━━━━━ Data extracts ━━━━━

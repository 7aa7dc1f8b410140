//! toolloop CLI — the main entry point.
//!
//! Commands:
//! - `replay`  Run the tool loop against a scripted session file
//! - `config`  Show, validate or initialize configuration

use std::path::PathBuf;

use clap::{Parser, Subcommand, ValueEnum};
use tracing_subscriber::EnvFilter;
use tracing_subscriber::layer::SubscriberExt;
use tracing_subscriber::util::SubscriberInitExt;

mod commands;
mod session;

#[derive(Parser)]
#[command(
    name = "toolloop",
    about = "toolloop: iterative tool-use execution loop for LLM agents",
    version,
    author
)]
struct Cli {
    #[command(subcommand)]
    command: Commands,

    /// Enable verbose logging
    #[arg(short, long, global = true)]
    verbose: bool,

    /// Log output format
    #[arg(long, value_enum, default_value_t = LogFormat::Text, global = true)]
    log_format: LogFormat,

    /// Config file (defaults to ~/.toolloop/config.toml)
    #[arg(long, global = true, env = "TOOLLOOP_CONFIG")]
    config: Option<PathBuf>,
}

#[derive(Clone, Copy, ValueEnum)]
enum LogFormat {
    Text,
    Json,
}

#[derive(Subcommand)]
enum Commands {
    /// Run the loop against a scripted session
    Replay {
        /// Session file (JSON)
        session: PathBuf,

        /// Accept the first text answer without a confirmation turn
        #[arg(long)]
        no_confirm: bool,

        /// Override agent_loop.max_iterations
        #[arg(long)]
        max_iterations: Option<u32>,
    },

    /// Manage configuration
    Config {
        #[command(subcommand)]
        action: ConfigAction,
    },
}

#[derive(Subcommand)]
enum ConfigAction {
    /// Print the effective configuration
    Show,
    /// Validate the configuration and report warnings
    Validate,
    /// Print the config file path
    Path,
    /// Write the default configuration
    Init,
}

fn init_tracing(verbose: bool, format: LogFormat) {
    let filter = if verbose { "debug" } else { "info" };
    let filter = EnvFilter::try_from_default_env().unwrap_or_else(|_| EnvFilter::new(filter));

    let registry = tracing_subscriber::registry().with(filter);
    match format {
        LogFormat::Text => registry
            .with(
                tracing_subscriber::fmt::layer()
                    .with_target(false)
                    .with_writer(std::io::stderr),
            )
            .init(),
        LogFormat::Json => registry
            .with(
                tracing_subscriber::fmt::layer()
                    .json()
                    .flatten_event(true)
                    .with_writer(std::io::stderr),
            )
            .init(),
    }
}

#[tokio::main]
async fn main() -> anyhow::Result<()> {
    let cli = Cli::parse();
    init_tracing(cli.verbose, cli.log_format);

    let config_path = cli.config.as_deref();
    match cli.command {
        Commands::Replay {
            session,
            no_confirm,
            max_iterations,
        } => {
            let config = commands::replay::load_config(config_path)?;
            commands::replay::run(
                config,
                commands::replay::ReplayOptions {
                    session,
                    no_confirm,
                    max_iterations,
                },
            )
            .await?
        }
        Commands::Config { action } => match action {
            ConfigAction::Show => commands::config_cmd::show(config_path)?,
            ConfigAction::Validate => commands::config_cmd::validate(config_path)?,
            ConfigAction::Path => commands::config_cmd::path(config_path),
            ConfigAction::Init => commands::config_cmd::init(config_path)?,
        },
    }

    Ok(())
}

━━━━━
━━━━━ Data extracts ━━━━━

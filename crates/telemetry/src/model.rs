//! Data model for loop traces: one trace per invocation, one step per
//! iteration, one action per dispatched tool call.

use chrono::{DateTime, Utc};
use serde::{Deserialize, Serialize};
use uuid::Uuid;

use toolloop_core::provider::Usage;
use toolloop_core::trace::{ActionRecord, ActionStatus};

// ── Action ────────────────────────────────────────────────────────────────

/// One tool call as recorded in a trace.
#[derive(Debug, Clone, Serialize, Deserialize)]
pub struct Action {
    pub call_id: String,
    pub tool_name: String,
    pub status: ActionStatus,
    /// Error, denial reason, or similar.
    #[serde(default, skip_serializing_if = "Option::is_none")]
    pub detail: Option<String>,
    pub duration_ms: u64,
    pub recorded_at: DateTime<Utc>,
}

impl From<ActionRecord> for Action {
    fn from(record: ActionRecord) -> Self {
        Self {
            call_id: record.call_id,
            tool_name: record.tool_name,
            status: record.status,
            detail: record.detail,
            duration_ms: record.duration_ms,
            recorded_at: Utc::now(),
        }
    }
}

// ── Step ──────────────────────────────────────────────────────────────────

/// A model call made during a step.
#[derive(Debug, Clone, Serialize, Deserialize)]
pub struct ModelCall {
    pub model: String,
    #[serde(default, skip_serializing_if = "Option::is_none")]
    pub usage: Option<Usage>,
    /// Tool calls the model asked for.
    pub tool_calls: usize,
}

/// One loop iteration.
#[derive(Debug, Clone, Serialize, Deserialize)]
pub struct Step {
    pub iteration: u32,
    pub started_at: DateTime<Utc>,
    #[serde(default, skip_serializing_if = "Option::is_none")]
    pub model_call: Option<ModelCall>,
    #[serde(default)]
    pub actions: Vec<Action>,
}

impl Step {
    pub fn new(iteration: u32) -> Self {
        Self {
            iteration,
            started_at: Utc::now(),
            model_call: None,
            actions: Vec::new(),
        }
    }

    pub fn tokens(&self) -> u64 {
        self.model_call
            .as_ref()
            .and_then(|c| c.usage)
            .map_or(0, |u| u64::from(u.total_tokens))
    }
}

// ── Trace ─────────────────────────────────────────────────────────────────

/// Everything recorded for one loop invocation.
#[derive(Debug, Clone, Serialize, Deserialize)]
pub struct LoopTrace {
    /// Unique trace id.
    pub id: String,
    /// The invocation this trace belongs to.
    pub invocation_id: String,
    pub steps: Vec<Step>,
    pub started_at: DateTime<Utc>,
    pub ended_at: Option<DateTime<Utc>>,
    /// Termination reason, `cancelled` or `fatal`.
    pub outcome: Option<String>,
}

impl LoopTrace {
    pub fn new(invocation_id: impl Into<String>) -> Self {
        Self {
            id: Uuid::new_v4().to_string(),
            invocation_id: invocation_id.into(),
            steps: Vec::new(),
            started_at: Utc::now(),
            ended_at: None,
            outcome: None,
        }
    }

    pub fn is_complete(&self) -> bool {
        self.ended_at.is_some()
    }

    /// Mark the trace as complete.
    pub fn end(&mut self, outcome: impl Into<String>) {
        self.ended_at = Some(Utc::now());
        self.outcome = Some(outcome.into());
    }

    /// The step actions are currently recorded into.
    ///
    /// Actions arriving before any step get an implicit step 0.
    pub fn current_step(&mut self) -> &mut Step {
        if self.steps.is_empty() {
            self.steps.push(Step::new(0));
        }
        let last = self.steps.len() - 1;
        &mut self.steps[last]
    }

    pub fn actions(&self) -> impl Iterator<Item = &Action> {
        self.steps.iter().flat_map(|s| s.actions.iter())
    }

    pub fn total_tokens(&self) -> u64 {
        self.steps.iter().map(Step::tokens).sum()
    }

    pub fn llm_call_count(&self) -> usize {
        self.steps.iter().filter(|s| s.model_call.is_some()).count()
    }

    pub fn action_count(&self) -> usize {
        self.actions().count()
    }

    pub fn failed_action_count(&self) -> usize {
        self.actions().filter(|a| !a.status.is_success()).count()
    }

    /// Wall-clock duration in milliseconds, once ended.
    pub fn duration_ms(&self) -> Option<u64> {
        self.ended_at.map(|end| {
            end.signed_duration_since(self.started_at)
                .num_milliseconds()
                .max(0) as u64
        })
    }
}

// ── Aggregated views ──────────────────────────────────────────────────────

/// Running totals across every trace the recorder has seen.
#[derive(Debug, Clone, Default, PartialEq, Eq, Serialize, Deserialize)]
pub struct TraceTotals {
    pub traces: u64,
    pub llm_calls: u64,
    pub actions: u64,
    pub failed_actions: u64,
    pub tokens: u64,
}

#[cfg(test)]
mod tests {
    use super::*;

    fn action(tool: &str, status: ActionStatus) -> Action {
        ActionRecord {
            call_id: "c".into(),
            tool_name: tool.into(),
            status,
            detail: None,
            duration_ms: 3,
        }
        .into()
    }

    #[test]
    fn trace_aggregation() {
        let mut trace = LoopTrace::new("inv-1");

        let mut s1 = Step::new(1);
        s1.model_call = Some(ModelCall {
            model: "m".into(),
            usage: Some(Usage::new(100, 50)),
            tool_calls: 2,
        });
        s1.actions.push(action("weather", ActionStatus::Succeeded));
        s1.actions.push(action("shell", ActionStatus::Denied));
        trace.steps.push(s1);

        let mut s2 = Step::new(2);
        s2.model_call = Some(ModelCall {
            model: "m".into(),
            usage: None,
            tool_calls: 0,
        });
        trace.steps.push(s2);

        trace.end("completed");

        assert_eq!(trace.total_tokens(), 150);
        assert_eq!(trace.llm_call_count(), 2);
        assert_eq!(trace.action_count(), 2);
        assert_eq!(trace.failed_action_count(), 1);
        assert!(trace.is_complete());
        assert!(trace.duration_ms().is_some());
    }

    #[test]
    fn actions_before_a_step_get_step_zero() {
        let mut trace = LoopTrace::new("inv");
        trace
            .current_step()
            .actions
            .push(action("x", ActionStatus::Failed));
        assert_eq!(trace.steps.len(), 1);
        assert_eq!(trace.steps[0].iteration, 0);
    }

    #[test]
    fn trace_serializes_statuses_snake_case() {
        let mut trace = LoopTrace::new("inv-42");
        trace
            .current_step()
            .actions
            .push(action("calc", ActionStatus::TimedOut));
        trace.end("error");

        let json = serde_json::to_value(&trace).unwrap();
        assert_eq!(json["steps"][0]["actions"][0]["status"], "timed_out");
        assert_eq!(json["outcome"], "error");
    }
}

━━━━━

## Work request
Only lines holding the word "global" are wanted here; copy each from the listing.

## Reply
    #[arg(short, long, global = true)]
    #[arg(long, value_enum, default_value_t = LogFormat::Text, global = true)]
    #[arg(long, global = true, env = "TOOLLOOP_CONFIG")]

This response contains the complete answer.